KEEGAN: I think I’m much better now. I used to have nearly debilitating stage fright. I’d spend all day dreading going onstage. I thought that was just part of the job. Now, I’ve learned to talk to my body. Prior to a performance, I can now spend my offstage time calmly gardening, working with my mental health clients, or playing with my kid. I’m just present in my life in a different way.
BLADE: Is Orsino your first time playing a male role?
KEEGAN: No. In fact, the very first time I played a male role was at the American Shakespeare Center in Staunton, Va. I played Hipolito in Thomas Middleton’s The Revenger’s Tragedy.
As Hipolito, I felt utterly male in the moment, so much so that I had audience members see me later after the show and they were surprised that I was female. They thought I was a young guy in the role. There’s something very powerful in that.
BLADE: Do you have a favorite part? Male or female?
KEEGAN: That’s tough but I think it’s Maggie the Cat. I played the hyper-female Maggie in Tennessee Williams’ Cat on a Hot Tin Roof at Round House. In the first act she didn’t stop talking for 51 minutes opposite Gregory Wooddell as Brick who barely had to speak. That lift was probably the heaviest I’ve ever been asked to do in acting.
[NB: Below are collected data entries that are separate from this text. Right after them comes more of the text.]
//! Strongly-typed identifiers used across the bridge.
//!
//! ERP documents are keyed by an internal entry number plus a line number;
//! master data (items, warehouses, business partners) by string codes.

use core::str::FromStr;
use serde::{Deserialize, Serialize};

use crate::error::DomainError;

/// Internal key of an ERP document (unique per document type).
#[derive(Debug, Copy, Clone, PartialEq, Eq, PartialOrd, Ord, Hash, Serialize, Deserialize)]
#[serde(transparent)]
pub struct DocEntry(i64);

/// Zero-based line number within an ERP document.
#[derive(Debug, Copy, Clone, PartialEq, Eq, PartialOrd, Ord, Hash, Serialize, Deserialize)]
#[serde(transparent)]
pub struct LineNum(i32);

/// Internal key of a bin location.
#[derive(Debug, Copy, Clone, PartialEq, Eq, PartialOrd, Ord, Hash, Serialize, Deserialize)]
#[serde(transparent)]
pub struct BinEntry(i32);

/// Absolute entry of a pick list.
#[derive(Debug, Copy, Clone, PartialEq, Eq, PartialOrd, Ord, Hash, Serialize, Deserialize)]
#[serde(transparent)]
pub struct PickListId(i64);

/// Item master code.
#[derive(Debug, Clone, PartialEq, Eq, PartialOrd, Ord, Hash, Serialize, Deserialize)]
#[serde(transparent)]
pub struct ItemCode(String);

/// Warehouse code.
#[derive(Debug, Clone, PartialEq, Eq, PartialOrd, Ord, Hash, Serialize, Deserialize)]
#[serde(transparent)]
pub struct WarehouseCode(String);

/// Business partner (vendor/customer) code.
#[derive(Debug, Clone, PartialEq, Eq, PartialOrd, Ord, Hash, Serialize, Deserialize)]
#[serde(transparent)]
pub struct CardCode(String);

macro_rules! impl_numeric_newtype {
    ($t:ty, $inner:ty, $name:literal) => {
        impl $t {
            pub const fn new(value: $inner) -> Self {
                Self(value)
            }

            pub const fn get(self) -> $inner {
                self.0
            }
        }

        impl core::fmt::Display for $t {
            fn fmt(&self, f: &mut core::fmt::Formatter<'_>) -> core::fmt::Result {
                core::fmt::Display::fmt(&self.0, f)
            }
        }

        impl From<$inner> for $t {
            fn from(value: $inner) -> Self {
                Self(value)
            }
        }

        impl From<$t> for $inner {
            fn from(value: $t) -> Self {
                value.0
            }
        }

        impl FromStr for $t {
            type Err = DomainError;

            fn from_str(s: &str) -> Result<Self, Self::Err> {
                let value = s
                    .trim()
                    .parse::<$inner>()
                    .map_err(|e| DomainError::invalid_id(format!("{}: {}", $name, e)))?;
                Ok(Self(value))
            }
        }
    };
}

macro_rules! impl_code_newtype {
    ($t:ty, $name:literal) => {
        impl $t {
            /// Create a code, rejecting blank input.
            pub fn parse(value: impl Into<String>) -> Result<Self, DomainError> {
                let value = value.into();
                if value.trim().is_empty() {
                    return Err(DomainError::invalid_id(format!("{} cannot be empty", $name)));
                }
                Ok(Self(value))
            }

            pub fn as_str(&self) -> &str {
                &self.0
            }
        }

        impl core::fmt::Display for $t {
            fn fmt(&self, f: &mut core::fmt::Formatter<'_>) -> core::fmt::Result {
                f.write_str(&self.0)
            }
        }

        impl From<&str> for $t {
            fn from(value: &str) -> Self {
                Self(value.to_string())
            }
        }

        impl FromStr for $t {
            type Err = DomainError;

            fn from_str(s: &str) -> Result<Self, Self::Err> {
                Self::parse(s)
            }
        }

        impl AsRef<str> for $t {
            fn as_ref(&self) -> &str {
                &self.0
            }
        }
    };
}

impl_numeric_newtype!(DocEntry, i64, "DocEntry");
impl_numeric_newtype!(LineNum, i32, "LineNum");
impl_numeric_newtype!(BinEntry, i32, "BinEntry");
impl_numeric_newtype!(PickListId, i64, "PickListId");

impl_code_newtype!(ItemCode, "ItemCode");
impl_code_newtype!(WarehouseCode, "WarehouseCode");
impl_code_newtype!(CardCode, "CardCode");

#[cfg(test)]
mod tests {
    use super::*;

    #[test]
    fn numeric_ids_parse_and_display() {
        let entry: DocEntry = " 500 ".parse().unwrap();
        assert_eq!(entry, DocEntry::new(500));
        assert_eq!(entry.to_string(), "500");

        let err = "abc".parse::<BinEntry>().unwrap_err();
        match err {
            DomainError::InvalidId(msg) if msg.starts_with("BinEntry") => {}
            other => panic!("Expected InvalidId, got {other:?}"),
        }
    }

    #[test]
    fn blank_codes_are_rejected() {
        assert!(ItemCode::parse("  ").is_err());
        assert_eq!(ItemCode::parse("SKU1").unwrap().as_str(), "SKU1");
    }
}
BLADE: What about Folger’s Twelfth Night might be especially appealing to queer audiences?
KEEGAN: First and foremost is presentation. 99% of the cast identify as queer in some way.
The approach to Shakespeare’s text is one of the most bold and playful that I have ever seen. It’s unabashedly queer. The actors are here to celebrate and be loud and colorful and to advocate. It’s a powerful production, especially to do so close to the Capitol building, and that’s not lost on any of us.